Amidst all the vile and useless rubbish found on YouTube, it's a pleasant surprise to occasionally find something truly special there.
I discovered this very unique interview, an interview conducted by Enzo Biagi with Pier Paolo Pasolini back in 1971.
Now, Pasolini, as everyone knows, is a secular icon, a saint venerated by the community of rebels, whether out of boredom or conviction, differently integrated into consumer society, and not just that.
Everyone cites him, much like Fabrizio De Andre’, another secular saint of the modern era.
There are even heated verbal brawls about the interpretation of his thoughts.
This interview, however, shows a Pasolini who is light-years away from that sacred figure of a guiding spirit of dissident culture and “against the grain” direction, a label he was involuntarily given by the world of culture after his death, perhaps to keep him at a safe distance and prevent further trouble.
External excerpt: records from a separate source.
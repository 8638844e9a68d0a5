use cf_model::FlowParams;

/// Parameter widgets. Slider ranges are the parameter domains, so every
/// value they produce is valid.
pub struct ControlsView;

impl ControlsView {
    pub fn show(&mut self, ui: &mut egui::Ui, params: &mut FlowParams) {
        let eff = FlowParams::EFFICIENCY;
        let cap = FlowParams::BASE_CAPACITY;

        ui.add(
            egui::Slider::new(&mut params.efficiency, eff.min..=eff.max)
                .step_by(eff.step)
                .text("Recycling efficiency"),
        );
        ui.add(
            egui::Slider::new(&mut params.base_capacity, cap.min as u32..=cap.max as u32)
                .text("Recycling capacity"),
        );
        ui.checkbox(
            &mut params.crisis_enabled,
            "Enable virgin raw-material crisis from t=40",
        );
    }
}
Of course, his thoughts are recognizable even in this interview.
But it is the context of the interview that makes his thoughts “more human,” less emphatic, sometimes didactic, less certain, and therefore more “fragile.”
A context composed of a group of his former high school classmates and one of his teachers.
There are many truly beautiful aspects in this “interview” (apart from the fact that the interviewer is the great and much-missed Enzo Biagi):
- The modest and bored presence of PPP and his reaction to the words and stories of his classmates
- The sincere affection and admiration of his reunited schoolmates, combined with the candor with which some of them challenge his ideas and express doubts about his artistic work
- The awkward way in which Pasolini sometimes responds to their objections, the candid way in which he admits possible flaws in his beliefs and ideas
- The sincerity with which PPP talks about his traumas, his (overcome) fear of death, his complete pessimism, and how he expresses his feelings towards his father.
The whole is capable of providing a perfect testimony and exegesis of the contradictions that he was proudly proud of, which are at the base of his thoughts and his literary and cinematic works.
Compared to modern television, where intimate facts are sold to an audience eager to forget themselves, whether out of boredom or necessity, this interview, never aired while Pasolini was alive, represents a kind of forgotten forebear.
And it's terrible to hear Pasolini, in front of his classmates and teacher who are entirely pleased with the opportunity, questioning his own participation in the program, partly due to poorly concealed ideological stance and partly due to real detachment, a sentiment he seems to demonstrate throughout the course of the interview.
Almost as if he had foresight, once again, and sensed what we would become.
Highly recommended viewing, both for fans and those simply seeking to know him better.